Pilgrimage to Our Lady of the Assumption in Morant Bay
Nineteen-fifty was a remarkable year for Catholics. With the declaration by Pope Pius XII that the Blessed Virgin Mary was assumed body and soul into heaven, the Feast Day was set for August 15.
When Hurricane Charlie devastated Jamaica in 1951, the then Roman Catholic Apostolic Vicar for Jamaica, Bishop John J. McEleney, in 1953, dedicated Jamaica to Our Lady of the Assumption to protect us from hurricanes. The faithful gathered annually at Holy Trinity Cathedral for a special Mass on August 15. In later years, a demonstration of faith was added, with a march from St George’s College to the cathedral.
In Morant Bay, the church was dedicated to Our Lady of Lourdes.
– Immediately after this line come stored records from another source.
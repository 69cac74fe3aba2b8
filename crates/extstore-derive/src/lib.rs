use proc_macro::TokenStream;

mod attrs;
mod record;

/// Derive `Record` and `Storable` for a struct with named fields.
///
/// ```ignore
/// #[derive(Default, Record)]
/// #[schema(guid = "01J9ZK5M0Q3W6T2Y8R4E1HBVXC", name = "Beam", read_access = "Public")]
/// pub struct Beam {
///     #[field(unit = "Length", documentation = "clear span")]
///     pub span: f64,
///
///     #[field]
///     pub tags: Vec<String>,
///
///     pub scratch: u64, // visible to reflection, never persisted
/// }
/// ```
#[proc_macro_derive(Record, attributes(schema, field))]
pub fn derive_record(input: TokenStream) -> TokenStream {
    record::derive_record(input.into()).into()
}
But when the new church was built at the present location under the leadership of Fr John Alexander SJ, it was dedicated to Our Lady of Assumption. When Father Stanley Shearer was transferred to Morant Bay in 1970, he invited Catholics from all churches in the archdiocese of Kingston to a pilgrimage that included a demonstration of faith through the streets of Morant Bay. Impressed by the expression of faith of the pilgrims, Archbishop Samuel Carter made the pilgrimage an annual event of the Catholic Church.
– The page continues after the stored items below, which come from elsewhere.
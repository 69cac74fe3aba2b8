//! Record/entity conversion.
//!
//! `RecordConverter` resolves (or creates) the schema of a record type and
//! copies persisted properties to and from store entities. Nested records
//! recurse through `Context`, which carries the nesting depth and the field
//! currently being converted.

mod registry;


use crate::{
    build::build_schema_from,
    config::ConvertConfig,
    entity::Entity,
    error::Error,
    metadata::{SchemaAttr, extract},
    obs::{ConvertEvent, OmitReason, sink},
    schema::{Field, FieldShape, FieldType, Schema},
    store::RecordStore,
    traits::Record,
    units::{ALL_DISPLAY_UNITS, DisplayUnit},
    value::Value,
};
use extstore_primitives::ValueKind;
use std::{
    any::{Any, type_name},
    mem,
    sync::Arc,
};

// re-exports
pub use registry::{RecordKind, RecordRegistry};

///
/// Context
///
/// Per-call conversion state threaded through `Storable` implementations.
///

pub struct Context<'a> {
    converter: &'a RecordConverter<'a>,
    depth: usize,
    field: String,
}

impl<'a> Context<'a> {
    pub(crate) const fn new(converter: &'a RecordConverter<'a>) -> Self {
        Self {
            converter,
            depth: 0,
            field: String::new(),
        }
    }

    /// Name of the field being converted; empty outside a record.
    #[must_use]
    pub fn field(&self) -> &str {
        &self.field
    }

    /// Current record nesting depth; the top-level record is depth 1.
    #[must_use]
    pub const fn depth(&self) -> usize {
        self.depth
    }

    #[must_use]
    pub const fn converter(&self) -> &'a RecordConverter<'a> {
        self.converter
    }

    /// Convert a nested record into an entity value.
    pub fn serialize_nested<R: Record>(&mut self, record: &R) -> Result<Value, Error> {
        let converter = self.converter;
        let field = mem::take(&mut self.field);
        let result = converter.to_entity_in(record, self);
        self.field = field;

        result.map(Value::from)
    }

    /// Rebuild a nested record from an entity value.
    pub fn deserialize_nested<R: Record>(&mut self, value: Value) -> Result<R, Error> {
        let entity = match value {
            Value::Entity(entity) => entity,
            other => return Err(Error::value_mismatch(ValueKind::Entity, &other)),
        };

        let converter = self.converter;
        let field = mem::take(&mut self.field);
        let result = converter.from_entity_in::<R>(&entity, self);
        self.field = field;

        result
    }

    fn set_field(&mut self, name: &str) {
        self.field.clear();
        self.field.push_str(name);
    }

    fn enter(&mut self, schema: &str, limit: usize) -> Result<(), Error> {
        if self.depth >= limit {
            return Err(Error::NestingTooDeep {
                schema: schema.to_string(),
                limit,
            });
        }
        self.depth += 1;

        Ok(())
    }

    const fn leave(&mut self) {
        self.depth = self.depth.saturating_sub(1);
    }
}

///
/// RecordConverter
///
/// Bidirectional mapping between record instances and store entities.
/// Stateless apart from its configuration; the store owns every schema.
///

pub struct RecordConverter<'s> {
    store: &'s dyn RecordStore,
    config: ConvertConfig,
}

impl<'s> RecordConverter<'s> {
    #[must_use]
    pub fn new(store: &'s dyn RecordStore) -> Self {
        Self::with_config(store, ConvertConfig::default())
    }

    #[must_use]
    pub const fn with_config(store: &'s dyn RecordStore, config: ConvertConfig) -> Self {
        Self { store, config }
    }

    /// Enable `[debug]` tracing for this converter.
    #[must_use]
    pub const fn debug(mut self) -> Self {
        self.config.debug = true;
        self
    }

    #[must_use]
    pub fn store(&self) -> &'s dyn RecordStore {
        self.store
    }

    #[must_use]
    pub const fn config(&self) -> &ConvertConfig {
        &self.config
    }

    fn debug_log(&self, s: impl AsRef<str>) {
        if self.config.debug {
            println!("[debug] {}", s.as_ref());
        }
    }

    /// Resolve the schema of `R`: reuse the store's registration when one is
    /// resident, otherwise build the descriptor and create it.
    pub fn schema_for<R: Record>(&self) -> Result<Arc<Schema>, Error> {
        let result = self.resolve_schema::<R>();

        self.observe::<R, _>(result)
    }

    /// Convert a record into a new entity of its schema.
    pub fn to_entity<R: Record>(&self, record: &R) -> Result<Entity, Error> {
        let mut cx = Context::new(self);
        let result = self.to_entity_in(record, &mut cx);

        self.observe::<R, _>(result)
    }

    /// Rebuild a record from an entity of its schema.
    pub fn from_entity<R: Record>(&self, entity: &Entity) -> Result<R, Error> {
        let mut cx = Context::new(self);
        let result = self.from_entity_in::<R>(entity, &mut cx);

        self.observe::<R, _>(result)
    }

    /// Rebuild a record whose type is only known at runtime.
    pub fn from_entity_dyn(&self, entity: &Entity, kind: &RecordKind) -> Result<Box<dyn Any>, Error> {
        let result = kind.decode(self, entity);
        if let Err(err) = &result {
            self.report_failure(kind.type_name(), err);
        }

        result
    }

    pub(crate) fn to_entity_in<R: Record>(
        &self,
        record: &R,
        cx: &mut Context<'_>,
    ) -> Result<Entity, Error> {
        let schema = self.resolve_schema::<R>()?;

        cx.enter(schema.name(), self.config.max_depth)?;
        let result = self.write_fields(record, &schema, cx);
        cx.leave();

        result
    }

    pub(crate) fn from_entity_in<R: Record>(
        &self,
        entity: &Entity,
        cx: &mut Context<'_>,
    ) -> Result<R, Error> {
        let ty = R::record_type();
        let attr = extract::<SchemaAttr>(&ty)?;
        if attr.id != entity.schema_id() {
            return Err(Error::SchemaMismatch {
                expected: attr.id,
                found: entity.schema_id(),
            });
        }

        let schema = Arc::clone(entity.schema());
        cx.enter(schema.name(), self.config.max_depth)?;
        let result = self.read_fields::<R>(entity, &schema, cx);
        cx.leave();

        result
    }

    fn resolve_schema<R: Record>(&self) -> Result<Arc<Schema>, Error> {
        let ty = R::record_type();
        let attr = extract::<SchemaAttr>(&ty)?;

        if let Some(schema) = self.store.lookup_schema(attr.id) {
            sink::record(ConvertEvent::SchemaResolved {
                schema: schema.name(),
                created: false,
            });

            return Ok(schema);
        }

        let schema = build_schema_from(&ty, &R::properties())?;
        self.debug_log(format!(
            "creating schema '{}' ({}) with {} field(s)",
            schema.name(),
            schema.id(),
            schema.fields().len()
        ));
        let schema = self.store.create_schema(schema)?;
        sink::record(ConvertEvent::SchemaResolved {
            schema: schema.name(),
            created: true,
        });

        Ok(schema)
    }

    fn write_fields<R: Record>(
        &self,
        record: &R,
        schema: &Arc<Schema>,
        cx: &mut Context<'_>,
    ) -> Result<Entity, Error> {
        let mut entity = self.store.new_entity(schema);
        let mut written = 0u64;
        let mut omitted = 0u64;

        for field in schema.fields() {
            cx.set_field(field.name());
            // unsupported types are known from the layout; nothing is read
            check_field_types(field)?;

            let omission = match record.read_property(field.name(), cx)? {
                None => Some(OmitReason::Absent),
                Some(value) => {
                    check_shape(field, &value)?;

                    match self.empty_omission(&value) {
                        Some(reason) => Some(reason),
                        None => {
                            let unit = self.resolve_unit(field)?;
                            self.store.set(&mut entity, field, value, unit)?;
                            None
                        }
                    }
                }
            };

            match omission {
                Some(reason) => {
                    omitted += 1;
                    self.debug_log(format!(
                        "{}.{}: omitted ({reason})",
                        schema.name(),
                        field.name()
                    ));
                    sink::record(ConvertEvent::FieldOmitted {
                        schema: schema.name(),
                        field: field.name(),
                        reason,
                    });
                }
                None => written += 1,
            }
        }

        self.debug_log(format!(
            "wrote entity of '{}': {written} written, {omitted} omitted",
            schema.name()
        ));
        sink::record(ConvertEvent::EntityWritten {
            schema: schema.name(),
            written,
            omitted,
        });

        Ok(entity)
    }

    fn read_fields<R: Record>(
        &self,
        entity: &Entity,
        schema: &Schema,
        cx: &mut Context<'_>,
    ) -> Result<R, Error> {
        let mut record = R::default();
        let mut read = 0u64;
        let mut skipped = 0u64;

        for field in schema.fields() {
            cx.set_field(field.name());

            if let Some(sub) = field.sub_schema()
                && !self.store.is_schema_loaded(sub)
            {
                skipped += 1;
                self.debug_log(format!(
                    "{}.{}: sub-schema {sub} not loaded, skipped",
                    schema.name(),
                    field.name()
                ));
                sink::record(ConvertEvent::FieldOmitted {
                    schema: schema.name(),
                    field: field.name(),
                    reason: OmitReason::SubSchemaUnloaded,
                });
                continue;
            }

            let unit = self.resolve_unit(field)?;
            match self.store.get(entity, field, unit)? {
                Some(value) => {
                    record.write_property(field.name(), value, cx)?;
                    read += 1;
                }
                None => skipped += 1,
            }
        }

        self.debug_log(format!(
            "read entity of '{}': {read} read, {skipped} skipped",
            schema.name()
        ));
        sink::record(ConvertEvent::EntityRead {
            schema: schema.name(),
            read,
            skipped,
        });

        Ok(record)
    }

    // First catalog unit the store accepts for a measurable field.
    fn resolve_unit(&self, field: &Field) -> Result<Option<DisplayUnit>, Error> {
        let Some(category) = field.unit() else {
            return Ok(None);
        };

        ALL_DISPLAY_UNITS
            .into_iter()
            .find(|unit| self.store.is_compatible_unit(field, *unit))
            .map(Some)
            .ok_or_else(|| Error::UnresolvedUnit {
                field: field.name().to_string(),
                category,
            })
    }

    fn empty_omission(&self, value: &Value) -> Option<OmitReason> {
        if !value.is_empty_container() {
            return None;
        }

        match value {
            Value::Map(_) => self.config.omit_empty_maps.then_some(OmitReason::EmptyMap),
            _ => Some(OmitReason::EmptySequence),
        }
    }

    fn observe<R, T>(&self, result: Result<T, Error>) -> Result<T, Error> {
        if let Err(err) = &result {
            self.report_failure(type_name::<R>(), err);
        }

        result
    }

    fn report_failure(&self, record: &str, err: &Error) {
        self.debug_log(format!("{record}: {}", err.display_with_class()));
        sink::record(ConvertEvent::Failed {
            record,
            class: err.class(),
        });
    }
}

// Keys and values must resolve to store types before anything is written.
fn check_field_types(field: &Field) -> Result<(), Error> {
    for ty in field.key_type().into_iter().chain([field.value_type()]) {
        if let FieldType::Unsupported(name) = ty {
            return Err(Error::unsupported_type(field.name(), name));
        }
    }

    if let Some(FieldType::Stored(kind)) = field.key_type()
        && !kind.is_keyable()
    {
        return Err(Error::unsupported_type(field.name(), kind.label()));
    }

    Ok(())
}

fn check_shape(field: &Field, value: &Value) -> Result<(), Error> {
    let matches = match field.shape() {
        FieldShape::Scalar(_) => !value.is_container(),
        FieldShape::Sequence(_) => matches!(value, Value::List(_)),
        FieldShape::Associative { .. } => matches!(value, Value::Map(_)),
    };

    if matches {
        Ok(())
    } else {
        Err(Error::value_mismatch(field.shape(), value))
    }
}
The pilgrimage became popular when Father Francis Cawley became pastor and included the bands from St Patrick’s Church and from St Anne’s Church. Father Cawley was from Ireland and was on loan to us from his home diocese. It was Father Cawley who one could say ‘jazzed up’ the pilgrimage.
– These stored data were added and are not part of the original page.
//! Identity and geometry types shared by schemas, values, and hosts.

use derive_more::Display;
use serde::{Deserialize, Deserializer, Serialize, Serializer, de};
use std::str::FromStr;
use ulid::Ulid;

// re-exports
pub use ulid::{DecodeError, Ulid as Guid};

///
/// SchemaId
///
/// Globally unique schema identity. Equal ids imply an identical field layout.
///

#[derive(Clone, Copy, Debug, Display, Eq, Hash, Ord, PartialEq, PartialOrd)]
#[display("{_0}")]
pub struct SchemaId(Ulid);

impl SchemaId {
    #[must_use]
    pub const fn from_u128(raw: u128) -> Self {
        Self(Ulid(raw))
    }

    #[must_use]
    pub const fn from_ulid(ulid: Ulid) -> Self {
        Self(ulid)
    }

    #[must_use]
    pub const fn as_u128(self) -> u128 {
        self.0.0
    }

    #[must_use]
    pub const fn ulid(self) -> Ulid {
        self.0
    }
}

impl FromStr for SchemaId {
    type Err = DecodeError;

    fn from_str(s: &str) -> Result<Self, Self::Err> {
        Ulid::from_string(s).map(Self)
    }
}

impl Serialize for SchemaId {
    fn serialize<S: Serializer>(&self, serializer: S) -> Result<S::Ok, S::Error> {
        serializer.collect_str(self)
    }
}

impl<'de> Deserialize<'de> for SchemaId {
    fn deserialize<D: Deserializer<'de>>(deserializer: D) -> Result<Self, D::Error> {
        let raw = String::deserialize(deserializer)?;

        raw.parse().map_err(de::Error::custom)
    }
}

///
/// ElementId
///
/// Host-side element reference stored as a primitive.
///

#[derive(
    Clone, Copy, Debug, Default, Deserialize, Display, Eq, Hash, Ord, PartialEq, PartialOrd, Serialize,
)]
#[display("#{_0}")]
pub struct ElementId(pub i64);

impl ElementId {
    /// Sentinel for "no element".
    pub const INVALID: Self = Self(-1);

    #[must_use]
    pub const fn new(raw: i64) -> Self {
        Self(raw)
    }

    #[must_use]
    pub const fn get(self) -> i64 {
        self.0
    }

    #[must_use]
    pub const fn is_valid(self) -> bool {
        self.0 >= 0
    }
}

///
/// Xyz
///
/// Three-dimensional point or vector.
///

#[derive(Clone, Copy, Debug, Default, Deserialize, Display, PartialEq, Serialize)]
#[display("({x}, {y}, {z})")]
pub struct Xyz {
    pub x: f64,
    pub y: f64,
    pub z: f64,
}

impl Xyz {
    pub const ZERO: Self = Self::new(0.0, 0.0, 0.0);

    #[must_use]
    pub const fn new(x: f64, y: f64, z: f64) -> Self {
        Self { x, y, z }
    }

    /// Apply `f` to every coordinate.
    #[must_use]
    pub fn map(self, f: impl Fn(f64) -> f64) -> Self {
        Self::new(f(self.x), f(self.y), f(self.z))
    }
}

///
/// Uv
///
/// Two-dimensional surface parameter pair.
///

#[derive(Clone, Copy, Debug, Default, Deserialize, Display, PartialEq, Serialize)]
#[display("({u}, {v})")]
pub struct Uv {
    pub u: f64,
    pub v: f64,
}

impl Uv {
    pub const ZERO: Self = Self::new(0.0, 0.0);

    #[must_use]
    pub const fn new(u: f64, v: f64) -> Self {
        Self { u, v }
    }

    #[must_use]
    pub fn map(self, f: impl Fn(f64) -> f64) -> Self {
        Self::new(f(self.u), f(self.v))
    }
}

///
/// AccessLevel
///
/// Who may read or write entities of a schema.
///

#[derive(
    Clone, Copy, Debug, Default, Deserialize, Display, Eq, Hash, PartialEq, Serialize,
)]
pub enum AccessLevel {
    #[default]
    Public,
    Vendor,
    Application,
}

///
/// TESTS
///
In the 1990s, priests of the Society of the Divine Word arrived in Jamaica to take charge of the Morant Bay Missions. By this time, the pilgrimage had grown to immense proportions. Eventually, the prayers would include petitions to pray that no natural disasters, not just hurricanes, befall Jamaica.
Many Jamaicans have noted that since the dedication of the island by the Assumption of the Blessed Virgin Mary in 1953, Jamaica has experienced very few hurricanes.